It started innocently enough. I was working with a retired client and asked how she had done with her movement practice during the last week. I had given her 5-10 minutes of movement explorations to support her learning. She sighed, “I haven’t done it once. I just have to make the time, otherwise it doesn’t happen.” 

The whirlybirds went off in my head. How do you make time? How many times have you been told you’ve got to make better time on a project? Or how about making up for lost time? How do you lose time? 

I remember decades ago reading a short science fiction story where instead of money, time was the currency, so that panhandlers would ask passersby, “Brother, could you spare some time?” We waste time. We spend time. We save time. We live on borrowed time. And yet, we have no idea at all what time is. I’ve even been told that time is money. Not only that, but it’s speeding up, so we never catch up with whatever illusory ideal we are pursuing. 

My electric toothbrush has a little timer in it that “pauses” every 30 seconds so that each tooth surface gets its full share of the obligatory “2 minutes of brushing.” Sometimes, the pause happens so suddenly, I have no idea where the time went. Other days, the 2 minutes feels like an eternity. I began to pay attention (another kind of currency?) to this example of relativity. Feel free to try this and let me know if my research has validity. 

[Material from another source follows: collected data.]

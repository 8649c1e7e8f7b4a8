use clap::Parser;
use log::info;
use server::config::{ServerConfig, UnknownTagPolicy};
use server::network::Server;
use std::time::Duration;

#[derive(Parser, Debug)]
#[command(author, version, about, long_about = None)]
struct Args {
    /// Address to listen on
    #[arg(short = 'H', long, default_value = "127.0.0.1")]
    host: String,

    /// Port to listen on
    #[arg(short, long, default_value = "8080")]
    port: u16,

    /// How often the accept loop checks for shutdown, in milliseconds
    #[arg(long, default_value = "50")]
    poll_interval_ms: u64,

    /// What to do when a player sends an unknown message tag
    #[arg(long, value_enum, default_value_t = UnknownTagPolicy::Disconnect)]
    unknown_tag: UnknownTagPolicy,
}

impl From<Args> for ServerConfig {
    fn from(args: Args) -> Self {
        ServerConfig {
            host: args.host,
            port: args.port,
            poll_interval: Duration::from_millis(args.poll_interval_ms),
            unknown_tag_policy: args.unknown_tag,
        }
    }
}

#[tokio::main]
async fn main() -> Result<(), Box<dyn std::error::Error>> {
    env_logger::init();

    if std::env::var("RUST_LOG").is_err() {
        eprintln!("Set RUST_LOG=info for detailed logging");
    }

    let args = Args::parse();
    let server = Server::bind(ServerConfig::from(args))?;
    let shutdown = server.shutdown_handle();

    // The session core is thread-per-connection; the runtime only waits for
    // the interrupt signal.
    let mut accept_loop = tokio::task::spawn_blocking(move || server.run());

    let report = tokio::select! {
        result = &mut accept_loop => result?,
        signal = tokio::signal::ctrl_c() => {
            signal?;
            info!("Received Ctrl+C, shutting down gracefully...");
            shutdown.trigger();
            accept_loop.await?
        }
    };

    info!(
        "Shutdown complete: {} session(s) closed, {} handler(s) joined, {} failed",
        report.sessions_closed, report.handlers_joined, report.handlers_failed
    );
    Ok(())
}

When I pay attention only to the brushing, the time seems almost eternal. When I get distracted by daydreams, time passes quickly, but I also sometimes space right through the pause, so then I’m not sure if time has passed or not. When I quiet my mind, listen to my breath, sense my feet and relax my face, I no longer care about time. 

Being merely human, I may never understand time. I have come to think of it less as a commodity and more like an environment. Like asking a fish about water, I can’t explain what it’s like to live in time. As I was writing this essay, I stumbled on a quote from Jorge Luis Borges, “Time is a river which sweeps me along, but I am the river.” Recent theories are fascinating (check out this little video) but they still don’t explain why the moment I first laid eyes on my husband, time stood still, or why 60 years later, I can feel myself in my uncle’s living room watching the Beatles on the Ed Sullivan show, as if I’m really there now. 

That’s the beauty of the human experience, we’re always learning, whether we want to or not! Another experience of being outside of time can be the sensation of timelessness of doing an Awareness Through Movement® lesson. So many transcend the linear experience of passing minutes.